I am testing my Linode Ubuntu 14 64bit server out, it's the most basic server available from them. I am using Apache Benchmark to test the server, as well as a multithreaded script I wrote in Python, but more on that later. Using AB I noticed I get around 7k requests per second when run locally from the server itself but only around 15 when run from another network/internet. Response time is also about 150 ms for 1000 concurrent connections, locally. Remotely the response time is about 1.5-2.5 seconds for 100 concurrent connections. The network I'm running the remote tests from has plenty of bandwidth and the computer I'm running it from has plenty of ram and processor speed; it's a fast business network. I even tried 2 other networks from around the U.S., on two other computers and the speeds are all about the same.
When running my multi-threaded script I notice it hiccups as soon as I try more than just 100 concurrent requests, this is from external networks. I haven't tried my script locally on the server yet as I either need to upgrade my Python on the server to 3+ or change my script to be 2.7 compatible. I tested this locally and get 150 ms response time when running the script with up to 1000 multithreaded connections, it's simply using urllib2.

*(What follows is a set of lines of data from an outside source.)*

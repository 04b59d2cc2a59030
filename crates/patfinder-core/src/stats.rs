//! Run statistics collected across pipeline stages.
//!
//! A [`StatsCollector`] travels through the pipeline by shared reference
//! and is folded into an [`ExecutionStats`] snapshot attached to every
//! result, successful or not.

use chrono::{DateTime, Utc};
use serde::{Deserialize, Serialize};
use std::collections::HashMap;
use std::sync::Mutex;
use std::time::Duration;
use uuid::Uuid;

/// One upstream request recorded for diagnostics.
///
/// URLs are sanitized by the caller before logging; credentials never
/// reach this structure.
#[derive(Debug, Clone, Serialize, Deserialize)]
pub struct RequestLog {
    /// Pipeline step that issued the request, e.g. `wo_search_WO2020123456`
    pub step: String,
    /// Request URL with credential parameters removed
    pub url: String,
    /// HTTP status, when a response was received
    pub status: Option<u16>,
    /// Response body size in bytes
    pub response_bytes: usize,
    /// Wall-clock duration of the request in milliseconds
    pub elapsed_ms: u64,
    /// Error message, when the request failed before yielding a response
    pub error: Option<String>,
}

/// Pipeline stages with attributed wall-clock timing.
#[derive(Debug, Clone, Copy, PartialEq, Eq)]
pub enum Stage {
    /// Compound profile resolution
    Profile,
    /// Publication discovery
    Discovery,
    /// Family navigation and detail fetching
    Navigation,
    /// Patent office backup search
    Office,
    /// National registry deep search
    Registry,
}

/// Aggregated counters and timings for one pipeline run.
#[derive(Debug, Clone, Serialize, Deserialize)]
pub struct ExecutionStats {
    /// Unique identifier of the run
    pub run_id: Uuid,
    /// When the run started
    pub started_at: DateTime<Utc>,
    /// When the run finished, if it has
    pub finished_at: Option<DateTime<Utc>>,
    /// Total run duration in seconds
    pub total_secs: f64,
    /// Time spent resolving the compound profile
    pub profile_secs: f64,
    /// Time spent discovering publications
    pub discovery_secs: f64,
    /// Time spent navigating families and fetching details
    pub navigation_secs: f64,
    /// Time spent in the patent office backup search
    pub office_secs: f64,
    /// Time spent querying the national registry
    pub registry_secs: f64,
    /// Discovery queries planned for the run
    pub queries_attempted: u64,
    /// Discovery queries that yielded at least one identifier
    pub queries_successful: u64,
    /// Unique publication identifiers discovered
    pub identifiers_found: u64,
    /// Successful uses per discovery strategy
    pub strategies_used: HashMap<String, u64>,
    /// How often a non-primary strategy had to be invoked
    pub strategy_fallbacks: u64,
    /// Families navigated
    pub families_processed: u64,
    /// Families that produced at least one target-jurisdiction detail
    pub families_with_filings: u64,
    /// Families skipped for lack of navigation data
    pub families_skipped: u64,
    /// Families that failed with an unexpected error
    pub families_errored: u64,
    /// Target-jurisdiction filing identifiers collected
    pub filings_found: u64,
    /// Bibliographic detail fetches that succeeded
    pub details_fetched: u64,
    /// Bibliographic detail fetches that failed
    pub details_failed: u64,
    /// Queries issued against the national registry
    pub registry_queries: u64,
    /// Unique registry records returned
    pub registry_results: u64,
    /// Failed attempts absorbed by the retry policy
    pub total_retries: u64,
    /// Errors recorded across all sources
    pub total_errors: u64,
    /// Error counts keyed by source name
    pub errors_by_source: HashMap<String, u64>,
    /// Individual upstream requests, in issue order
    pub requests: Vec<RequestLog>,
}

impl ExecutionStats {
    fn new() -> Self {
        Self {
            run_id: Uuid::new_v4(),
            started_at: Utc::now(),
            finished_at: None,
            total_secs: 0.0,
            profile_secs: 0.0,
            discovery_secs: 0.0,
            navigation_secs: 0.0,
            office_secs: 0.0,
            registry_secs: 0.0,
            queries_attempted: 0,
            queries_successful: 0,
            identifiers_found: 0,
            strategies_used: HashMap::new(),
            strategy_fallbacks: 0,
            families_processed: 0,
            families_with_filings: 0,
            families_skipped: 0,
            families_errored: 0,
            filings_found: 0,
            details_fetched: 0,
            details_failed: 0,
            registry_queries: 0,
            registry_results: 0,
            total_retries: 0,
            total_errors: 0,
            errors_by_source: HashMap::new(),
            requests: Vec::new(),
        }
    }
}

/// Thread-safe accumulator for [`ExecutionStats`].
///
/// Stages receive a shared reference and record what they did; the
/// pipeline takes a snapshot at the end of the run.
#[derive(Debug)]
pub struct StatsCollector {
    inner: Mutex<ExecutionStats>,
}

impl StatsCollector {
    /// Start collecting for a new run.
    #[must_use]
    pub fn new() -> Self {
        Self {
            inner: Mutex::new(ExecutionStats::new()),
        }
    }

    /// Attribute wall-clock time to a stage.
    pub fn record_stage(&self, stage: Stage, elapsed: Duration) {
        let mut stats = self.lock();
        let secs = elapsed.as_secs_f64();
        match stage {
            Stage::Profile => stats.profile_secs += secs,
            Stage::Discovery => stats.discovery_secs += secs,
            Stage::Navigation => stats.navigation_secs += secs,
            Stage::Office => stats.office_secs += secs,
            Stage::Registry => stats.registry_secs += secs,
        }
    }

    /// Record how many discovery queries the run planned.
    pub fn add_queries_attempted(&self, count: u64) {
        self.lock().queries_attempted += count;
    }

    /// Record a discovery query that yielded identifiers.
    pub fn record_query_success(&self) {
        self.lock().queries_successful += 1;
    }

    /// Record the number of unique identifiers the run discovered.
    pub fn set_identifiers_found(&self, count: u64) {
        self.lock().identifiers_found = count;
    }

    /// Tally a successful use of a discovery strategy.
    pub fn record_strategy_use(&self, strategy: &str) {
        *self
            .lock()
            .strategies_used
            .entry(strategy.to_string())
            .or_insert(0) += 1;
    }

    /// Tally an invocation of a non-primary strategy.
    pub fn record_strategy_fallback(&self) {
        self.lock().strategy_fallbacks += 1;
    }

    /// Record a family navigation being started.
    pub fn record_family_processed(&self) {
        self.lock().families_processed += 1;
    }

    /// Record a family that produced at least one detail.
    pub fn record_family_with_filings(&self) {
        self.lock().families_with_filings += 1;
    }

    /// Record a family skipped for lack of navigation data.
    pub fn record_family_skipped(&self) {
        self.lock().families_skipped += 1;
    }

    /// Record a family navigation that failed unexpectedly.
    pub fn record_family_error(&self) {
        self.lock().families_errored += 1;
    }

    /// Record target-jurisdiction filings collected from one family.
    pub fn add_filings_found(&self, count: u64) {
        self.lock().filings_found += count;
    }

    /// Record a successful bibliographic detail fetch.
    pub fn record_detail_fetched(&self) {
        self.lock().details_fetched += 1;
    }

    /// Record a failed bibliographic detail fetch.
    pub fn record_detail_failed(&self) {
        self.lock().details_failed += 1;
    }

    /// Record queries issued against the national registry.
    pub fn add_registry_queries(&self, count: u64) {
        self.lock().registry_queries += count;
    }

    /// Record unique registry records returned.
    pub fn add_registry_results(&self, count: u64) {
        self.lock().registry_results += count;
    }

    /// Record a failed attempt absorbed by the retry policy.
    pub fn record_retry(&self) {
        self.lock().total_retries += 1;
    }

    /// Record an error attributed to `source`.
    pub fn record_error(&self, source: &str) {
        let mut stats = self.lock();
        stats.total_errors += 1;
        *stats.errors_by_source.entry(source.to_string()).or_insert(0) += 1;
    }

    /// Append an upstream request record.
    pub fn record_request(&self, request: RequestLog) {
        self.lock().requests.push(request);
    }

    /// Mark the run finished and set the total duration.
    pub fn finish(&self) {
        let mut stats = self.lock();
        let now = Utc::now();
        stats.total_secs = (now - stats.started_at)
            .to_std()
            .unwrap_or(Duration::ZERO)
            .as_secs_f64();
        stats.finished_at = Some(now);
    }

    /// Clone the current state.
    #[must_use]
    pub fn snapshot(&self) -> ExecutionStats {
        self.lock().clone()
    }

    fn lock(&self) -> std::sync::MutexGuard<'_, ExecutionStats> {
        self.inner.lock().expect("acquire stats lock")
    }
}

impl Default for StatsCollector {
    fn default() -> Self {
        Self::new()
    }
}
//! Aggregated result of one pipeline run.

use patfinder_chem::MolecularProfile;
use patfinder_core::{ExecutionStats, WoNumber};
use patfinder_family::{FamilyRecord, FilingDetail};
use patfinder_registry::RegistryFiling;
use serde::{Deserialize, Serialize};

/// Everything one search run produced.
///
/// Cached per `(molecule, deep_search)` pair, so the struct is cheap to
/// clone relative to the network work it represents.
#[derive(Debug, Clone, Serialize, Deserialize)]
pub struct SearchResult {
    /// Molecule name the run was started with
    pub molecule: String,
    /// Resolved compound profile
    pub profile: MolecularProfile,
    /// Discovered publications, newest first
    pub wo_numbers: Vec<WoNumber>,
    /// One record per navigated family
    pub families: Vec<FamilyRecord>,
    /// Filing details across all families, deduplicated by number
    pub filings: Vec<FilingDetail>,
    /// National-registry filings, present when deep search ran
    pub registry_filings: Vec<RegistryFiling>,
    /// Statistics snapshot for the run
    pub stats: ExecutionStats,
}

I am testing this against nginx directly (a static file), a pywsgi app that's behind nginx, as well as directly to the pywsgi. The pywsgi app has a simple route that replies with a basic response so it should be fast. Not surprisingly nginx->pywsgi provides the best results, probably due to how it buffers the requests. Is there something that is specific with Linode's network that is causing this issue? The orders of magnitude difference between internal and external tests makes me wonder what could be the cause. The only other thing in the way would be iptables firewall, just filtering in http/s and ssh.
dmesg has no information pertaining to my tests.